Report only the number of lines in this material that include "global".

Exercise data:
________
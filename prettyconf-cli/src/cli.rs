//! Command-line interface definitions for `prettyconf`.

use camino::Utf8PathBuf;
use clap::{ArgAction, Args as ClapArgs, Parser, Subcommand};
use prettyconf::OutputFormat;

use crate::settings::Overrides;

/// Parsed CLI arguments for `prettyconf`.
#[derive(Debug, Parser)]
#[command(name = "prettyconf")]
#[command(about = "Render configuration values as documented, declaration-ordered files")]
#[command(version)]
pub struct Args {
    /// Raise log verbosity (`-v` for debug, `-vv` for trace).
    #[arg(short, long, action = ArgAction::Count, global = true)]
    pub verbose: u8,
    /// Settings file to read instead of `prettyconf.toml`.
    #[arg(long, value_name = "path", global = true)]
    pub config: Option<Utf8PathBuf>,
    /// Operation to run.
    #[command(subcommand)]
    pub command: Command,
}

/// Subcommands.
#[derive(Debug, Subcommand)]
pub enum Command {
    /// Render an instance document with documentation comments.
    Render(RenderArgs),
    /// Dump the metadata extracted from a package as JSON.
    Catalog(CatalogArgs),
}

impl Command {
    /// Settings supplied on the command line for this subcommand.
    #[must_use]
    pub fn overrides(&self) -> Overrides {
        match self {
            Self::Render(render) => Overrides {
                root_type: render.root_type.clone(),
                format: render.format,
                output: render.out.clone(),
                ..render.declarations.overrides()
            },
            Self::Catalog(catalog) => Overrides {
                output: catalog.out.clone(),
                ..catalog.declarations.overrides()
            },
        }
    }
}

/// Where declarations are read from.
#[derive(Debug, Clone, Default, ClapArgs)]
pub struct DeclarationArgs {
    /// Crate directory whose Rust sources declare the types.
    #[arg(long, value_name = "dir", conflicts_with = "manifest")]
    pub source: Option<Utf8PathBuf>,
    /// Declaration manifest (JSON, YAML or TOML).
    #[arg(long, value_name = "path")]
    pub manifest: Option<Utf8PathBuf>,
    /// Package declaring the root type, for example `crate::config`.
    #[arg(long, value_name = "path")]
    pub package: Option<String>,
}

impl DeclarationArgs {
    fn overrides(&self) -> Overrides {
        Overrides {
            source: self.source.clone(),
            manifest: self.manifest.clone(),
            package: self.package.clone(),
            ..Overrides::default()
        }
    }
}

/// Arguments of `prettyconf render`.
#[derive(Debug, Clone, ClapArgs)]
pub struct RenderArgs {
    /// Declaration source selection.
    #[command(flatten)]
    pub declarations: DeclarationArgs,
    /// Root type name; may be package-qualified (`crate::net::Listener`).
    #[arg(long = "type", value_name = "name")]
    pub root_type: Option<String>,
    /// Instance document to render (JSON, YAML or TOML).
    #[arg(long, value_name = "path")]
    pub instance: Utf8PathBuf,
    /// Output format.
    #[arg(long, value_name = "yaml|json")]
    pub format: Option<OutputFormat>,
    /// File to write instead of standard output.
    #[arg(long, value_name = "path")]
    pub out: Option<Utf8PathBuf>,
}

/// Arguments of `prettyconf catalog`.
#[derive(Debug, Clone, ClapArgs)]
pub struct CatalogArgs {
    /// Declaration source selection.
    #[command(flatten)]
    pub declarations: DeclarationArgs,
    /// Also extract every package reachable through nested records.
    #[arg(long)]
    pub closure: bool,
    /// File to write instead of standard output.
    #[arg(long, value_name = "path")]
    pub out: Option<Utf8PathBuf>,
}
________
Output of the exercise:
2